# è sicuro rimuovere i file in /var/log ?

## magowiz

Ciao a tutti,

volevo chiedere se fosse sicuro pulire di tanto in tanto la dir /var/log rimuovendo i log, per esempio i file messages conterranno ormai un paio d'anni di log (da quando ho installato) e non credo mi siano molto utili tali informazioni. Inoltre posso rimuovere anche emerge.log ?

----------

## noice

vedi qui

----------

## Scen

 *magowiz wrote:*   

> Ciao a tutti,
> 
> volevo chiedere se fosse sicuro pulire di tanto in tanto la dir /var/log rimuovendo i log, per esempio i file messages conterranno ormai un paio d'anni di log (da quando ho installato) e non credo mi siano molto utili tali informazioni.
> 
> 

 

Per questo tipo di operazioni è meglio utilizzare gli strumenti appositi, tipo logrotate.

 *magowiz wrote:*   

> Inoltre posso rimuovere anche emerge.log ?

 

Ai fini pratici non dovresti avere problemi, però ti perdi TUTTA la "storia" di emerge, e strumenti tipo genlop e qlop andranno in crisi  :Confused: 

Consiglio?

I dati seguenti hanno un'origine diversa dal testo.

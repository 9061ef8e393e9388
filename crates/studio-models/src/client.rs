//! Client (customer) models.
//!
//! Clients are owned by the CRUD subsystem; the orchestration core only
//! reads them to compose prompts.

use serde::{Deserialize, Serialize};
use std::collections::HashMap;
use std::fmt;

/// Unique identifier for a client.
#[derive(Debug, Clone, PartialEq, Eq, Hash, Serialize, Deserialize)]
#[serde(transparent)]
pub struct ClientId(pub String);

impl ClientId {
    /// Create from an existing string.
    pub fn from_string(s: impl Into<String>) -> Self {
        Self(s.into())
    }

    /// Get the inner string.
    pub fn as_str(&self) -> &str {
        &self.0
    }
}

impl fmt::Display for ClientId {
    fn fmt(&self, f: &mut fmt::Formatter<'_>) -> fmt::Result {
        write!(f, "{}", self.0)
    }
}

impl From<String> for ClientId {
    fn from(s: String) -> Self {
        Self(s)
    }
}

impl From<&str> for ClientId {
    fn from(s: &str) -> Self {
        Self(s.to_string())
    }
}

/// Kind of client.
#[derive(Debug, Clone, Copy, PartialEq, Eq, Hash, Serialize, Deserialize)]
#[serde(rename_all = "snake_case")]
pub enum ClientType {
    /// A company or brand account
    Brand,
    /// An individual creator
    Individual,
}

impl ClientType {
    pub fn as_str(&self) -> &'static str {
        match self {
            ClientType::Brand => "brand",
            ClientType::Individual => "individual",
        }
    }
}

/// Client account status.
#[derive(Debug, Clone, Copy, PartialEq, Eq, Hash, Serialize, Deserialize, Default)]
#[serde(rename_all = "snake_case")]
pub enum ClientStatus {
    #[default]
    Active,
    Paused,
}

/// Service package tier. Determines which communication channels a client
/// is expected to report.
#[derive(Debug, Clone, Copy, PartialEq, Eq, Hash, Serialize, Deserialize)]
pub enum PackageId {
    A,
    B,
    C,
}

impl PackageId {
    pub fn as_str(&self) -> &'static str {
        match self {
            PackageId::A => "A",
            PackageId::B => "B",
            PackageId::C => "C",
        }
    }

    /// Channel keys a client on this package may report.
    pub fn allowed_channels(&self) -> &'static [&'static str] {
        match self {
            PackageId::A => &["youtube", "instagram", "tiktok", "blog", "homepage"],
            PackageId::B => &["youtube", "instagram", "tiktok"],
            PackageId::C => &["instagram", "tiktok"],
        }
    }
}

impl fmt::Display for PackageId {
    fn fmt(&self, f: &mut fmt::Formatter<'_>) -> fmt::Result {
        write!(f, "{}", self.as_str())
    }
}

/// Brand profile used for prompt composition.
///
/// All fields are optional in practice; missing values render as empty
/// segments in the composed prompt.
#[derive(Debug, Clone, Default, Serialize, Deserialize)]
pub struct BrandInfo {
    /// Industry or business domain (e.g. "cafe")
    #[serde(default)]
    pub industry: String,

    /// Target audience description (e.g. "20s")
    #[serde(default)]
    pub target_audience: String,

    /// Ordered style tags (insertion order is preserved when joined)
    #[serde(default)]
    pub style: Vec<String>,

    /// Tone of voice (e.g. "friendly")
    #[serde(default)]
    pub tone: String,
}

/// A client record.
#[derive(Debug, Clone, Serialize, Deserialize)]
pub struct Client {
    /// Unique client ID
    pub id: ClientId,

    /// Display name
    pub name: String,

    /// Brand or individual
    #[serde(rename = "type")]
    pub client_type: ClientType,

    /// Business category (free text)
    #[serde(default)]
    pub category: String,

    /// Service package tier
    pub package_id: PackageId,

    /// Account status
    #[serde(default)]
    pub status: ClientStatus,

    /// Channel name -> handle/URL. Keys come from the package allow-list.
    #[serde(default)]
    pub channels: HashMap<String, String>,

    /// Brand profile for prompt composition
    #[serde(default)]
    pub brand_info: BrandInfo,
}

NON cancellarlo (IMHO)  :Rolling Eyes: 

Anche perchè (nel mio sistema)

```

$ head -1 /var/log/emerge.log

1143162692: Started emerge on: Mar 24, 2006 01:11:32

$ du -sh /var/log/emerge.log

3,5M    /var/log/emerge.log

```

3 mega e mezzo dopo più un anno di svariati emerge mi sembra si possano tollerare  :Razz: 

----------

## Taglia

Anche io uso logrotate e credo che sia una ottima soluzione per limitare i files di log.

----------

## djinnZ

casomai una ripulita ai log di emerge (/var/log/portage) se ci sono non è una cattiva idea ma configurare logrotate per cancellare i file più vecchi di una settimana è meglio (si accettano suggertimenti ed integrazioni ammetto che sono pigro e non mi sono applicato per niente)

----------

## magowiz

 *djinnZ wrote:*   

> casomai una ripulita ai log di emerge (/var/log/portage) se ci sono non è una cattiva idea ma configurare logrotate per cancellare i file più vecchi di una settimana è meglio (si accettano suggertimenti ed integrazioni ammetto che sono pigro e non mi sono applicato per niente)

 

in effetti non mi ero accorto di avere già installato logrotate, ho modificato il file di configurazione in modo da rendere meno onerosi i log :

```
# $Header: /var/cvsroot/gentoo-x86/app-admin/logrotate/files/logrotate.conf,v 1.2 2004/07/18 01:58:24 dragonheart Exp $

#

# Logrotate default configuration file for Gentoo Linux

#

# See "man logrotate" for details

# rotate log files weekly

#weekly

daily

# keep 4 weeks worth of backlogs

rotate 1

# create new (empty) log files after rotating old ones

create

# uncomment this if you want your log files compressed

compress

# packages can drop log rotation information into this directory

include /etc/logrotate.d

notifempty

nomail

noolddir

# no packages own lastlog or wtmp -- we'll rotate them here

/var/log/wtmp {

    monthly

    create 0664 root utmp

    rotate 1

}

# system-specific logs may be also be configured here.

```

così dovrebbe andare, che ne dite?

----------

## lucapost

io ho spesso problemi con i log di acpid, nel giro di poche settimane raggiunge già qualche giga   :Shocked:  , quindi...

----------

## magowiz

 *lucapost wrote:*   

> io ho spesso problemi con i log di acpid, nel giro di poche settimane raggiunge già qualche giga   , quindi...

 

per quanto riguarda acpid non ho trovato nessun file di configurazione in /etc/logrotate.d/ forse bisogna crearne uno ad hoc. boh!

----------

## Kernel78

Io ho impostato un rotate 5 e un periodo mensile ma io sono abbastanza paranoico e ho molto più spazio su disco di quanto possa riempirne  :Wink: 

----------